Марница сердито столкнула букет на ступеньки и оглядела двор.
Слуги, пришедшие за своими птицами, глазеют, ослабив повод. Чужие страфы переминаются и шипят на рыжих княжеских. Свой пастух непорядком возле стойл не интересуется. Он любуется зрелищем сговора, пристроившись повыше, на чердачной лесенке, на случай осложнений: удобно и вверх забраться, и вниз спуститься, да и вилы под рукой. У ворот уже невесть откуда набралась толпа – и среди ночи вести в столице распространяются ходко. Пацаны целой стайкой взобрались на забор, мужики степенно стоят полукругом, два толстобоких деревенских бигля волочат брошенные хозяйской рукой веревки: пробрались за ворота и пробуют нахально щипать сено, не для них заготовленное. Расторопная соседка расстаралась, бежит с парой зажженных масляных светильничков, чтобы всем было удобнее глядеть. Девки хихикают, батюшкины наёмники лыбятся во весь рот и соображают: пора ли ловить биглей, или лучше пока брэми Чашне на глаза не лезть? Ну вот, теперь держись, Маря: самой злостной на всю улицу сплетнице, сдавшей за последние два года, подслеповатой и глуховатой, на ухо начали громко пересказывать подробности для дальнейшего распространения. То есть – сговор по всей форме… Потом и не отказаться, толпа всё видела и слышала.

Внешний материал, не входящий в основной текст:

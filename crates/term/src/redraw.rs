//! Frame pacing for the interactive loop.

/// Decides whether the loop should draw this frame.
///
/// While something animates every frame is drawn. Otherwise a frame is drawn
/// only when the visible state fingerprint changed, plus a slow keep-alive
/// so a stale terminal recovers on its own.
#[derive(Debug, Clone)]
pub struct RedrawGate {
    keep_alive_ms: u64,
    last_draw_ms: u64,
    last_fingerprint: Option<u64>,
}

impl RedrawGate {
    pub fn new(keep_alive_ms: u64) -> Self {
        Self {
            keep_alive_ms,
            last_draw_ms: 0,
            last_fingerprint: None,
        }
    }

    /// Draw on the next call regardless of state (resize, tab switch).
    pub fn force(&mut self) {
        self.last_fingerprint = None;
    }

    pub fn should_draw(&mut self, now_ms: u64, fingerprint: u64, animating: bool) -> bool {
        let changed = self.last_fingerprint != Some(fingerprint);
        let stale = now_ms.saturating_sub(self.last_draw_ms) >= self.keep_alive_ms;

        if animating || changed || stale {
            self.last_draw_ms = now_ms;
            self.last_fingerprint = Some(fingerprint);
            return true;
        }
        false
    }
}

– Позвольте мне… – в третий раз начал говорить молодец, в которого всё сильнее хотелось бросить ножик.
Один-то при себе, за голенищем сапога, – Марница пощупала рукоять и усмехнулась. Чем этот рослый красавчик доказал, что он – Ким? Тем, что явился, когда ждали и назвал малину ягодой. Невеликое дело. Цветов при должном усердии любой способен нарвать, всё же не можвель на дворе, весна дышит… Марница прищурилась, рассматривая гостя внимательнее. Уж так он одет опрятно! Даже, скорее, богато. И пояс не тот, ярким чем-то шит, крикливо и несуразно.

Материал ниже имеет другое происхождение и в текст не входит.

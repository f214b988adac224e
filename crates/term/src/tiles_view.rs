//! Tile Match board: a 4x4 grid of boxed tiles.

use crate::core::tiles::{COLUMNS, FACE_COUNT, TILE_COUNT};
use crate::core::TileMatch;
use crate::fb::{CellStyle, FrameBuffer, Rgb};
use crate::layout::Area;
use crate::palette;

const TILE_W: u16 = 5;
const TILE_H: u16 = 3;
const GAP: u16 = 1;

const ROWS: usize = TILE_COUNT / COLUMNS;

const TILE_BG: Rgb = Rgb::hex(0x1f2a44);
const SELECTED_BG: Rgb = Rgb::hex(0xf9c74f);
const MATCHED_BG: Rgb = Rgb::hex(0x1d3b33);

#[derive(Debug, Default)]
pub struct TilesView;

impl TilesView {
    /// Board size in terminal cells, pair counter included
    pub fn size(&self) -> (u16, u16) {
        let w = COLUMNS as u16 * TILE_W + (COLUMNS as u16 - 1) * GAP;
        let h = ROWS as u16 * TILE_H + (ROWS as u16 - 1) * GAP;
        (w, h + 2)
    }

    pub fn render_into(&self, game: &TileMatch, cursor: usize, area: Area, fb: &mut FrameBuffer) {
        let (w, h) = self.size();
        let board = area.centered(w, h);

        for (i, tile) in game.tiles().iter().enumerate() {
            let col = (i % COLUMNS) as u16;
            let row = (i / COLUMNS) as u16;
            let x = board.x + col * (TILE_W + GAP);
            let y = board.y + row * (TILE_H + GAP);

            let face = if tile.matched {
                CellStyle::new(palette::ACCENT, MATCHED_BG).dim()
            } else if game.is_flashing(i) {
                CellStyle::new(Rgb::new(255, 255, 255), palette::WARN).bold()
            } else if game.is_selected(i) {
                CellStyle::new(Rgb::new(20, 20, 20), SELECTED_BG).bold()
            } else {
                CellStyle::new(Rgb::new(230, 230, 230), TILE_BG)
            };

            let edge = if i == cursor {
                CellStyle::new(Rgb::new(255, 255, 255), palette::SCREEN).bold()
            } else {
                palette::muted()
            };

            fb.draw_border(x, y, TILE_W, TILE_H, edge);
            fb.fill_rect(x + 1, y + 1, TILE_W - 2, 1, ' ', face);
            fb.put_char(x + TILE_W / 2, y + 1, tile.face.glyph(), face);
        }

        let footer_y = board.y + h - 1;
        let x = fb.put_str(board.x, footer_y, "Pairs ", palette::label());
        let x = fb.put_u32(x, footer_y, game.matched_pairs() as u32, palette::text());
        let x = fb.put_str(x, footer_y, " / ", palette::text());
        fb.put_u32(x, footer_y, FACE_COUNT as u32, palette::text());
    }
}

– Не годится, – вслух определила сомнения Марница.
Князь с явным удовольствием хлопнул себя по бедру. Ведь приехал спешно, – запоздало сообразила Марница, – рассчитывая на потеху, и теперь ждал её куда более, чем мирного сговора. Гость дрогнул и обернулся. Княгиня всплеснула руками и потянула из рукава платочек. Рыжие в упряжке ощутили слабину повода и налегли, продвинулись на шаг, в два горла зашипели на чужих страфов.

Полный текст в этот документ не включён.